As you can see at the site[1] , I've uploaded a tiny bit of new content.
There's more than meets the eye here. I completely switched the site to use Python 2.7, webapp2 and Jinja2. In combination, these three offer a lot of the core functionality of Ruby on Rails.
So I've been painstakingly learning how each Ruby on Rails doohickey translates into the AppEngine/Jinja2 equivalent. I have it moooostly figured out now. But I had a whole bunch of tiny utility functions written in Ruby that need to be ported to the new framework.
The pace will accelerate as I finish porting all the utilities. The website has over 200 individual pages, and I'll need to rewrite the code in each one individually, but it'll get a little faster each time.

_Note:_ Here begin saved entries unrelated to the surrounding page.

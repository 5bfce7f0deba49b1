use serde::{Deserialize, Serialize};

use crate::error::ValidationError;

/// A stored recipe. The whole collection is persisted as a JSON array of
/// these records, so field names stay camelCase on disk.
#[derive(Debug, Clone, PartialEq, Eq, Serialize, Deserialize)]
#[serde(rename_all = "camelCase")]
pub struct Recipe {
    /// Assigned by the store at creation, immutable afterwards.
    pub id: String,
    pub name: String,
    /// One logical ingredient per entry, in display order.
    pub ingredients: Vec<String>,
    pub instructions: String,
    pub tags: Vec<String>,
    #[serde(default, skip_serializing_if = "Option::is_none")]
    pub image_url: Option<String>,
    /// RFC 3339 timestamp assigned at creation.
    pub created_at: String,
}

/// Form input for a new or edited recipe, lacking the store-assigned fields.
#[derive(Debug, Clone, Default)]
pub struct RecipeDraft {
    pub name: String,
    pub ingredients: Vec<String>,
    pub instructions: String,
    pub tags: Vec<String>,
    pub image_url: Option<String>,
}

impl RecipeDraft {
    /// Check the required fields the entry form enforces. The store itself
    /// accepts whatever it is given; validation lives at the form boundary.
    pub fn validate(&self) -> Result<(), ValidationError> {
        if self.name.trim().is_empty() {
            return Err(ValidationError::MissingName);
        }
        if !self.ingredients.iter().any(|i| !i.trim().is_empty()) {
            return Err(ValidationError::MissingIngredients);
        }
        if self.instructions.trim().is_empty() {
            return Err(ValidationError::MissingInstructions);
        }
        Ok(())
    }

    /// Drop blank ingredient and tag entries, the way the entry form
    /// filters empty lines before submitting.
    pub fn normalized(mut self) -> Self {
        self.ingredients.retain(|i| !i.trim().is_empty());
        self.tags.retain(|t| !t.trim().is_empty());
        if let Some(url) = &self.image_url {
            if url.trim().is_empty() {
                self.image_url = None;
            }
        }
        self
    }
}

/// Field-level partial update applied by [`crate::store::RecipeStore::update`].
/// A `None` field leaves the stored value untouched; `image_url` is doubly
/// optional so a patch can also clear the image.
#[derive(Debug, Clone, Default)]
pub struct RecipePatch {
    pub name: Option<String>,
    pub ingredients: Option<Vec<String>>,
    pub instructions: Option<String>,
    pub tags: Option<Vec<String>>,
    pub image_url: Option<Option<String>>,
}

impl From<RecipeDraft> for RecipePatch {
    /// A full-form edit overwrites every user-editable field.
    fn from(draft: RecipeDraft) -> Self {
        RecipePatch {
            name: Some(draft.name),
            ingredients: Some(draft.ingredients),
            instructions: Some(draft.instructions),
            tags: Some(draft.tags),
            image_url: Some(draft.image_url),
        }
    }
}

Plus I'm not going to be bringing back all the content right away. Everything to do with playing the game is worthless until the game is running again. So I may only need to port around 100 pages to get the site reasonably complete. It'll take a few weeks.
Edit: I know most of the links are broken. I don't need bug reports just yet. Once the site gets a bit more fleshed out, I'll ask for your help identifying bad links. Thanks.
Quote:
Originally Posted by Rhialto
It's a good question. Several reasons:
I need to figure out Google App Engine first (for work reasons), and it's ideally suited for running the website, but not Wyvern itself.
I've had feedback from many players that they want to see something "real" as a sign of good faith that I'm really working on it. It's easier to do this with the website than the game.
As Albinoxmas points out, we need a website for signup and character creation, etc. as a prerequisite anyway.
As for the "pretty" details, all that stuff has been worked out already via stylesheets and javascript. I'm not messing with any of it. In order to get the basic content structure in place, I need to do template-porting work that brings the pretty stuff along automatically.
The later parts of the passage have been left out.